### Stored data entries
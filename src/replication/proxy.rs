//! Replication Proxy
//!
//! Decides per shard copy whether and how a write is sent to it.

use serde::{Deserialize, Serialize};

use crate::shard::ShardRouting;

/// How a copy takes part in replication
#[derive(Debug, Clone, Copy, PartialEq, Eq, Hash, Serialize, Deserialize)]
#[serde(rename_all = "snake_case")]
pub enum ReplicationMode {
    /// The write is sent and must be acknowledged
    FullReplication,
    /// The write is sent only to validate the primary term
    PrimaryTermValidation,
    /// The copy is skipped
    NoReplication,
}

impl ReplicationMode {
    /// Whether a call is dispatched for this mode
    pub fn dispatches(&self) -> bool {
        !matches!(self, ReplicationMode::NoReplication)
    }
}

impl std::fmt::Display for ReplicationMode {
    fn fmt(&self, f: &mut std::fmt::Formatter<'_>) -> std::fmt::Result {
        match self {
            ReplicationMode::FullReplication => write!(f, "FULL_REPLICATION"),
            ReplicationMode::PrimaryTermValidation => write!(f, "PRIMARY_TERM_VALIDATION"),
            ReplicationMode::NoReplication => write!(f, "NO_REPLICATION"),
        }
    }
}

/// Replication mode policy
#[derive(Debug, Clone, Copy, PartialEq, Eq, Default)]
pub enum ReplicationProxy {
    /// Full replication to every copy other than the primary
    #[default]
    Fanout,
    /// Respect the topology mode hint, falling back to an override
    ModeAware {
        override_mode: Option<ReplicationMode>,
    },
}

impl ReplicationProxy {
    pub fn mode_aware(override_mode: Option<ReplicationMode>) -> Self {
        ReplicationProxy::ModeAware { override_mode }
    }

    /// Replication mode for `shard` given the current primary routing
    pub fn determine_mode(&self, shard: &ShardRouting, primary: &ShardRouting) -> ReplicationMode {
        if shard.is_same_allocation(primary) {
            return ReplicationMode::NoReplication;
        }

        match self {
            ReplicationProxy::Fanout => ReplicationMode::FullReplication,
            ReplicationProxy::ModeAware { override_mode } => {
                // the relocation target of the primary must receive everything
                let is_primary_target = primary.relocating()
                    && primary
                        .relocation_target()
                        .map(|target| shard.is_same_allocation(target))
                        .unwrap_or(false);
                if is_primary_target {
                    return ReplicationMode::FullReplication;
                }

                if shard.replication_mode != ReplicationMode::NoReplication {
                    return shard.replication_mode;
                }

                override_mode.unwrap_or(ReplicationMode::NoReplication)
            }
        }
    }
}
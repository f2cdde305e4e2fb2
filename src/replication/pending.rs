//! Pending Replication Actions
//!
//! Tracks in-flight replica actions per allocation ID so they can be
//! cancelled when their copy leaves the replication group or the primary
//! closes. Owned by the primary and shared by all of its operations.

use std::collections::HashMap;
use std::sync::{Arc, Mutex};

use crate::error::Error;
use crate::replication::{lock, RetryableAction};
use crate::shard::{AllocationId, ReplicationGroup, ShardId};

type ActionsByAllocation = HashMap<AllocationId, HashMap<u64, Arc<RetryableAction>>>;

#[derive(Debug, Default)]
struct Registry {
    actions: ActionsByAllocation,
    /// Version of the last accepted replication group
    version: Option<u64>,
}

/// Registry of in-flight replica actions
#[derive(Debug)]
pub struct PendingReplicationActions {
    shard_id: ShardId,
    registry: Mutex<Registry>,
}

impl PendingReplicationActions {
    pub fn new(shard_id: ShardId) -> Self {
        Self {
            shard_id,
            registry: Mutex::new(Registry::default()),
        }
    }

    /// Register an action for a copy. If the copy is not tracked the action
    /// is cancelled immediately.
    pub fn add(&self, allocation_id: &AllocationId, action: Arc<RetryableAction>) {
        let rejected = {
            let mut registry = lock(&self.registry);
            match registry.actions.get_mut(allocation_id) {
                Some(slot) => {
                    slot.insert(action.id(), Arc::clone(&action));
                    None
                }
                None => Some(action),
            }
        };

        if let Some(action) = rejected {
            tracing::debug!(
                "{} rejecting replication action for untracked copy [{}]",
                self.shard_id,
                allocation_id
            );
            action.cancel(self.closed_error(
                "Replica unavailable - replica could have left ReplicationGroup or IndexShard might have closed",
            ));
        }
    }

    /// Deregister a finished action
    pub fn remove(&self, allocation_id: &AllocationId, action: &RetryableAction) {
        let mut registry = lock(&self.registry);
        if let Some(slot) = registry.actions.get_mut(allocation_id) {
            slot.remove(&action.id());
        }
    }

    /// Apply a new replication group. Actions for copies that are no longer
    /// tracked are cancelled. Groups older than the last one seen are ignored.
    pub fn accept_replication_group(&self, group: &ReplicationGroup) {
        let removed: Vec<(AllocationId, HashMap<u64, Arc<RetryableAction>>)> = {
            let mut registry = lock(&self.registry);
            if registry.version.is_some_and(|v| group.version() <= v) {
                return;
            }
            registry.version = Some(group.version());

            let tracked = group.tracked_allocation_ids();
            for allocation_id in tracked {
                registry.actions.entry(allocation_id.clone()).or_default();
            }

            let stale: Vec<AllocationId> = registry
                .actions
                .keys()
                .filter(|id| !tracked.contains(*id))
                .cloned()
                .collect();
            stale
                .into_iter()
                .filter_map(|id| registry.actions.remove_entry(&id))
                .collect()
        };

        for (allocation_id, actions) in removed {
            if !actions.is_empty() {
                tracing::debug!(
                    "{} copy [{}] left the replication group, cancelling {} actions",
                    self.shard_id,
                    allocation_id,
                    actions.len()
                );
            }
            self.cancel_all(actions, "Replica left ReplicationGroup");
        }
    }

    /// Cancel every pending action. Later additions are rejected until a
    /// new replication group is accepted.
    pub fn close(&self) {
        let drained: Vec<_> = {
            let mut registry = lock(&self.registry);
            registry.actions.drain().map(|(_, actions)| actions).collect()
        };

        for actions in drained {
            self.cancel_all(actions, "Primary closed.");
        }
    }

    /// Number of in-flight actions for a copy
    pub fn pending_actions_for(&self, allocation_id: &AllocationId) -> usize {
        lock(&self.registry)
            .actions
            .get(allocation_id)
            .map(HashMap::len)
            .unwrap_or(0)
    }

    fn cancel_all(&self, actions: HashMap<u64, Arc<RetryableAction>>, reason: &str) {
        for action in actions.into_values() {
            action.cancel(self.closed_error(reason));
        }
    }

    fn closed_error(&self, reason: &str) -> Error {
        Error::IndexShardClosed {
            shard_id: self.shard_id.clone(),
            reason: reason.to_string(),
        }
    }
}
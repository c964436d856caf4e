//! CRUD for the lookup tables. One set of generic handlers, mounted once per
//! kind with its own repository as router state.

use std::sync::Arc;

use axum::{extract::State, http::StatusCode, routing::get, Router};
use serde_json::json;
use tracing::info;

use super::extract::{Json, Path};
use super::{list_body, Actor};
use crate::{
    error::{AppError, AppResult},
    models::{reference::Reference, reference::ReferenceKind, ReferencePayload},
    repository::{Direction, Query, Repository},
};

type Repo<K> = Arc<dyn Repository<Reference<K>>>;
type Reply = AppResult<(StatusCode, Json<serde_json::Value>)>;

pub fn routes<K: ReferenceKind, S>(repo: Repo<K>) -> Router<S> {
    Router::new()
        .route("/", get(list::<K>).post(create::<K>))
        .route("/:id", get(fetch::<K>).put(update::<K>).delete(remove::<K>))
        .with_state(repo)
}

async fn list<K: ReferenceKind>(State(repo): State<Repo<K>>) -> Reply {
    let items = repo.find(&Query::new().order_by("name", Direction::Asc)).await?;
    Ok((StatusCode::OK, Json(list_body(&items))))
}

async fn fetch<K: ReferenceKind>(State(repo): State<Repo<K>>, Path(id): Path<i64>) -> Reply {
    let item = repo
        .get_by_id(id)
        .await?
        .ok_or_else(|| AppError::not_found(K::NAME, id))?;
    Ok((StatusCode::OK, Json(json!({ "data": item }))))
}

async fn create<K: ReferenceKind>(
    State(repo): State<Repo<K>>,
    actor: Actor,
    Json(payload): Json<ReferencePayload>,
) -> Reply {
    let name = payload.validated_name()?;
    let item = repo
        .create(Reference::draft(name, payload.description, &actor.0))
        .await?;
    info!(id = item.id, kind = K::NAME, actor = %actor.0, "Created reference entry");
    Ok((StatusCode::CREATED, Json(json!({ "data": item }))))
}

async fn update<K: ReferenceKind>(
    State(repo): State<Repo<K>>,
    Path(id): Path<i64>,
    actor: Actor,
    Json(payload): Json<ReferencePayload>,
) -> Reply {
    let name = payload.validated_name()?;
    let mut item = repo
        .get_by_id(id)
        .await?
        .ok_or_else(|| AppError::not_found(K::NAME, id))?;
    if let Some(expected) = payload.version {
        item.audit.version = expected;
    }
    item.name = name;
    item.description = payload.description;
    item.audit.touch(&actor.0);

    let item = repo.update(&item).await?;
    info!(id, kind = K::NAME, actor = %actor.0, "Updated reference entry");
    Ok((StatusCode::OK, Json(json!({ "data": item }))))
}

async fn remove<K: ReferenceKind>(
    State(repo): State<Repo<K>>,
    Path(id): Path<i64>,
    actor: Actor,
) -> Reply {
    repo.delete(id, &actor.0).await?;
    info!(id, kind = K::NAME, actor = %actor.0, "Deleted reference entry");
    Ok((
        StatusCode::OK,
        Json(json!({ "message": format!("{} deleted", K::NAME), "id": id })),
    ))
}

#[cfg(test)]
mod tests {
    use axum::http::StatusCode;
    use serde_json::json;

    use crate::handlers::tests::{app, send, send_raw};

    #[tokio::test]
    async fn brands_crud() {
        let app = app();
        let (status, body) = send(
            &app,
            "POST",
            "/api/brands",
            Some(json!({ "name": "Samsung", "description": "Korea" })),
        )
        .await;
        assert_eq!(status, StatusCode::CREATED);
        let id = body["data"]["id"].as_i64().unwrap();
        assert_eq!(body["data"]["created_by"], "tester");

        send(&app, "POST", "/api/brands", Some(json!({ "name": "Apple" }))).await;
        let (_, body) = send(&app, "GET", "/api/brands", None).await;
        assert_eq!(body["count"], 2);
        assert_eq!(body["data"][0]["name"], "Apple");

        let (status, body) = send(
            &app,
            "PUT",
            &format!("/api/brands/{id}"),
            Some(json!({ "name": "Samsung Electronics", "version": 1 })),
        )
        .await;
        assert_eq!(status, StatusCode::OK);
        assert_eq!(body["data"]["name"], "Samsung Electronics");
        assert_eq!(body["data"]["version"], 2);

        let (status, _) = send(
            &app,
            "PUT",
            &format!("/api/brands/{id}"),
            Some(json!({ "name": "Stale", "version": 1 })),
        )
        .await;
        assert_eq!(status, StatusCode::CONFLICT);

        let (status, _) = send(&app, "DELETE", &format!("/api/brands/{id}"), None).await;
        assert_eq!(status, StatusCode::OK);
        let (status, body) = send(&app, "GET", &format!("/api/brands/{id}"), None).await;
        assert_eq!(status, StatusCode::NOT_FOUND);
        assert_eq!(body["message"], format!("Brand {id} not found"));
    }

    #[tokio::test]
    async fn kinds_are_isolated() {
        let app = app();
        send(&app, "POST", "/api/colors", Some(json!({ "name": "Midnight" }))).await;

        let (_, colors) = send(&app, "GET", "/api/colors", None).await;
        let (_, types) = send(&app, "GET", "/api/product-types", None).await;
        assert_eq!(colors["count"], 1);
        assert_eq!(types["count"], 0);

        let (status, _) = send(&app, "POST", "/api/conditions", Some(json!({ "name": " " }))).await;
        assert_eq!(status, StatusCode::UNPROCESSABLE_ENTITY);

        let (status, body) = send_raw(&app, "POST", "/api/models", "[not json").await;
        assert_eq!(status, StatusCode::BAD_REQUEST);
        assert_eq!(body["status"], 400);
    }
}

### Work request
What is needed is every line from the data above that includes the string "accepted", copied out.

### Solution for this exercise
    /// Version of the last accepted replication group
    /// new replication group is accepted.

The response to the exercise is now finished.